Casinum
Casinum was an ancient town of Italy, of Oscan[1][2] origin. Varro states that the name in Oscan language meant forum vetus ("old forum"), and also that the town itself was Samnite before the Roman conquest.[3] Casinum was a Samnite city only before the Roman conquest and it is difficult to reconstruct the history in the intermediate period, between Oscans and Samnites, when it had been occupied by the Volsci.[4][5] When it came under Roman supremacy is not known, but it probably received the citizenship in 188 BC. It was the most southeasterly town in Latium adiectum, situated on the Via Latina about 40 miles north-west of Capua. It appears occasionally in the history of the Hannibalic War.[6] Varro possessed a villa near it, in which later on Mark Antony held his orgies.[7]
Towards the end of the republic it was a praefectura, and under the empire it appears as a colony (perhaps founded by the triumvirs), though in two (not local) inscriptions it is called municipium. Strabo speaks of it as a relevant center, the last city of the Latins;[8] Varro mentions the olive oil of its district as especially good. The older Volscian town must have stood on the summit (1,715 ft) above the Roman town (148 ft), where considerable remains of an acropolis with walls in Cyclopean masonry, finely cut blocks of limestone, still exist.[7]
The summit is now occupied by the Benedictine monastery of Monte Cassino founded by St. Benedict himself in 529. A number of Roman inscriptions from Casinum are preserved there.
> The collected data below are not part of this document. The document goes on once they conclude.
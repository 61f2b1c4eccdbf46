//! Write planning: turns a submitted draft into the invoice to persist.
//!
//! Checks run in a fixed order: field validation, client ownership, invoice
//! number uniqueness, then the credit gate. The first failure wins and nothing
//! is mutated; the store supplies the facts it looked up under its lock.

use chrono::{DateTime, Utc};
use tracing::debug;

use fatoura_accounts::Account;
use fatoura_core::{DomainError, DomainResult, InvoiceId};

use crate::billing::{BillingDecision, InvoiceOperation, decide};
use crate::invoice::{Invoice, InvoiceDraft, InvoiceStatus};
use crate::pricing::{InvoiceTotals, compute_totals};

/// Facts the store looked up for the draft, inside its transactional unit.
#[derive(Debug, Clone, Copy, PartialEq, Eq)]
pub struct WriteFacts {
    /// The draft's client exists and belongs to the account.
    pub client_exists: bool,
    /// Another invoice of the account already uses the draft's number.
    pub number_taken: bool,
    pub now: DateTime<Utc>,
}

/// A planned write: the invoice to store and the credit outcome to apply.
#[derive(Debug, Clone, PartialEq, Eq)]
pub struct InvoiceWrite {
    pub invoice: Invoice,
    pub decision: BillingDecision,
}

pub fn plan_create(
    account: &Account,
    id: InvoiceId,
    draft: InvoiceDraft,
    facts: &WriteFacts,
) -> DomainResult<InvoiceWrite> {
    let (draft, totals) = price_draft(account, draft)?;
    check_references(&draft, facts)?;
    let decision = decide(account, InvoiceOperation::Create)?;

    let invoice = build(account, id, draft, totals, decision, facts.now, facts.now);
    Ok(InvoiceWrite { invoice, decision })
}

/// Plan an update of `existing`; the result keeps its id and creation time.
pub fn plan_update(
    account: &Account,
    existing: &Invoice,
    draft: InvoiceDraft,
    facts: &WriteFacts,
) -> DomainResult<InvoiceWrite> {
    if existing.account_id != account.id {
        return Err(DomainError::not_found("invoice"));
    }
    let (mut draft, totals) = price_draft(account, draft)?;
    check_references(&draft, facts)?;
    // A paid invoice re-saved without a date keeps the one it was paid on.
    if draft.status == InvoiceStatus::Paid && draft.payment_date.is_none() {
        draft.payment_date = existing.payment_date;
    }
    let decision = decide(
        account,
        InvoiceOperation::Update {
            edit_count: existing.edit_count,
        },
    )?;

    let invoice = build(
        account,
        existing.id,
        draft,
        totals,
        decision,
        existing.created_at,
        facts.now,
    );
    Ok(InvoiceWrite { invoice, decision })
}

fn price_draft(account: &Account, draft: InvoiceDraft) -> DomainResult<(InvoiceDraft, InvoiceTotals)> {
    let draft = draft.validated()?;
    let totals = compute_totals(&draft.items, account.is_tax_exempt())?;

    let submitted = (draft.sub_total, draft.tax_amount, draft.total);
    if submitted != (None, None, None)
        && submitted != (Some(totals.sub_total), Some(totals.tax_amount), Some(totals.total))
    {
        debug!(
            invoice_number = %draft.invoice_number,
            submitted_sub_total = ?draft.sub_total,
            submitted_tax_amount = ?draft.tax_amount,
            submitted_total = ?draft.total,
            sub_total = %totals.sub_total,
            tax_amount = %totals.tax_amount,
            total = %totals.total,
            "submitted totals differ from computed totals; using computed"
        );
    }
    Ok((draft, totals))
}

fn check_references(draft: &InvoiceDraft, facts: &WriteFacts) -> DomainResult<()> {
    if !facts.client_exists {
        return Err(DomainError::not_found("client"));
    }
    if facts.number_taken {
        return Err(DomainError::duplicate_number(draft.invoice_number.clone()));
    }
    Ok(())
}

fn build(
    account: &Account,
    id: InvoiceId,
    draft: InvoiceDraft,
    totals: InvoiceTotals,
    decision: BillingDecision,
    created_at: DateTime<Utc>,
    now: DateTime<Utc>,
) -> Invoice {
    let payment_date = match (draft.status, draft.payment_date) {
        (InvoiceStatus::Paid, None) => Some(now.date_naive()),
        (_, submitted) => submitted,
    };

    Invoice {
        id,
        account_id: account.id,
        invoice_number: draft.invoice_number,
        client_id: draft.client_id,
        items: draft.items,
        issue_date: draft.issue_date,
        due_date: draft.due_date,
        status: draft.status,
        currency: draft
            .currency
            .unwrap_or(account.settings.default_currency),
        notes: draft.notes,
        sub_total: totals.sub_total,
        tax_amount: totals.tax_amount,
        total: totals.total,
        edit_count: decision.new_edit_count,
        payment_date,
        created_at,
        updated_at: now,
    }
}

#[cfg(test)]
mod tests {
    use super::*;
    use chrono::NaiveDate;
    use fatoura_accounts::{AdminGeneralSettings, BusinessType, NewAccount};
    use fatoura_core::{AccountId, ClientId, Currency};
    use rust_decimal_macros::dec;

    use crate::invoice::InvoiceItem;

    fn account(credits: u32) -> Account {
        let mut general = AdminGeneralSettings::default();
        general.registration.initial_credits = credits;
        Account::provision(
            AccountId::new(),
            NewAccount {
                name: "Karim Benali".to_string(),
                email: "karim@benali.ma".to_string(),
                phone: None,
                company_name: "Benali Travaux".to_string(),
            },
            &general,
            Utc::now(),
        )
        .unwrap()
    }

    fn draft() -> InvoiceDraft {
        InvoiceDraft {
            invoice_number: " INV-2026-001 ".to_string(),
            client_id: ClientId::new(),
            items: vec![
                InvoiceItem {
                    description: "Pose carrelage".to_string(),
                    quantity: dec!(2),
                    unit_price: dec!(100),
                    tax_rate_percent: dec!(20),
                },
                InvoiceItem {
                    description: "Déplacement".to_string(),
                    quantity: dec!(1),
                    unit_price: dec!(50),
                    tax_rate_percent: dec!(0),
                },
            ],
            issue_date: NaiveDate::from_ymd_opt(2026, 5, 1).unwrap(),
            due_date: NaiveDate::from_ymd_opt(2026, 5, 31).unwrap(),
            status: InvoiceStatus::Sent,
            currency: None,
            notes: None,
            payment_date: None,
            sub_total: Some(dec!(1)),
            tax_amount: Some(dec!(1)),
            total: Some(dec!(2)),
        }
    }

    fn facts() -> WriteFacts {
        WriteFacts {
            client_exists: true,
            number_taken: false,
            now: Utc::now(),
        }
    }

    #[test]
    fn create_recomputes_totals_and_ignores_submitted_ones() {
        let acc = account(1);
        let write = plan_create(&acc, InvoiceId::new(), draft(), &facts()).unwrap();
        assert_eq!(write.invoice.invoice_number, "INV-2026-001");
        assert_eq!(write.invoice.sub_total, dec!(250));
        assert_eq!(write.invoice.tax_amount, dec!(40));
        assert_eq!(write.invoice.total, dec!(290));
        assert_eq!(write.invoice.edit_count, 0);
        assert_eq!(write.invoice.currency, Currency::Mad);
        assert!(write.decision.charge);
    }

    #[test]
    fn auto_entrepreneur_invoice_has_no_tax() {
        let mut acc = account(1);
        acc.settings.business_type = BusinessType::AutoEntrepreneur;
        let write = plan_create(&acc, InvoiceId::new(), draft(), &facts()).unwrap();
        assert_eq!(write.invoice.tax_amount, dec!(0));
        assert_eq!(write.invoice.total, dec!(250));
    }

    #[test]
    fn checks_run_in_order() {
        // Validation beats everything else.
        let mut bad = draft();
        bad.items.clear();
        let no_facts = WriteFacts {
            client_exists: false,
            number_taken: true,
            now: Utc::now(),
        };
        assert!(matches!(
            plan_create(&account(0), InvoiceId::new(), bad, &no_facts),
            Err(DomainError::Validation(_))
        ));

        // Missing client beats duplicate number and credits.
        assert_eq!(
            plan_create(&account(0), InvoiceId::new(), draft(), &no_facts),
            Err(DomainError::NotFound("client"))
        );

        // Duplicate number beats credits.
        let taken = WriteFacts {
            number_taken: true,
            ..facts()
        };
        assert_eq!(
            plan_create(&account(0), InvoiceId::new(), draft(), &taken),
            Err(DomainError::DuplicateInvoiceNumber("INV-2026-001".to_string()))
        );

        assert_eq!(
            plan_create(&account(0), InvoiceId::new(), draft(), &facts()),
            Err(DomainError::InsufficientCredits)
        );
    }

    #[test]
    fn update_keeps_identity_and_advances_edit_count() {
        let acc = account(1);
        let created = plan_create(&acc, InvoiceId::new(), draft(), &facts())
            .unwrap()
            .invoice;

        let first = plan_update(&acc, &created, draft(), &facts()).unwrap();
        assert_eq!(first.invoice.id, created.id);
        assert_eq!(first.invoice.created_at, created.created_at);
        assert_eq!(first.invoice.edit_count, 1);
        assert!(!first.decision.charge);

        let second = plan_update(&acc, &first.invoice, draft(), &facts()).unwrap();
        assert_eq!(second.invoice.edit_count, 2);
        assert!(second.decision.charge);
    }

    #[test]
    fn update_of_foreign_invoice_is_not_found() {
        let owner = account(1);
        let created = plan_create(&owner, InvoiceId::new(), draft(), &facts())
            .unwrap()
            .invoice;
        assert_eq!(
            plan_update(&account(5), &created, draft(), &facts()),
            Err(DomainError::NotFound("invoice"))
        );
    }

    #[test]
    fn paid_without_payment_date_is_stamped_with_today() {
        let mut d = draft();
        d.status = InvoiceStatus::Paid;
        let f = facts();
        let write = plan_create(&account(1), InvoiceId::new(), d, &f).unwrap();
        assert_eq!(write.invoice.payment_date, Some(f.now.date_naive()));
    }

    #[test]
    fn re_editing_a_paid_invoice_keeps_its_payment_date() {
        let acc = account(3);
        let paid_on = NaiveDate::from_ymd_opt(2026, 5, 20).unwrap();
        let mut d = draft();
        d.status = InvoiceStatus::Paid;
        d.payment_date = Some(paid_on);
        let created = plan_create(&acc, InvoiceId::new(), d, &facts()).unwrap().invoice;

        let mut resubmitted = draft();
        resubmitted.status = InvoiceStatus::Paid;
        let edited = plan_update(&acc, &created, resubmitted, &facts()).unwrap();
        assert_eq!(edited.invoice.payment_date, Some(paid_on));

        // An explicit date still wins.
        let corrected_on = NaiveDate::from_ymd_opt(2026, 5, 22).unwrap();
        let mut corrected = draft();
        corrected.status = InvoiceStatus::Paid;
        corrected.payment_date = Some(corrected_on);
        let edited = plan_update(&acc, &edited.invoice, corrected, &facts()).unwrap();
        assert_eq!(edited.invoice.payment_date, Some(corrected_on));
    }
}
The wall which runs southwest and west starting from the west side of the monastery for about 300 m is not so clearly traceable on the other side of the hill, though there is one fragment under the east side of the monastery.[7]
The Roman town lay at the foot of the mountain, close to the Via Latina. The amphitheatre, erected by Ummidia Quadratilla (whose passion for actors is mentioned by Pliny, Epist. vii.24, on the occasion of her death at the age of about eighty), still exists: it is built of opus reticulatum and the five entrances are by arches of larger blocks of stone; it is approximately circular in plan. The external walls are 59 feet high. The seats in the interior have disappeared.[7]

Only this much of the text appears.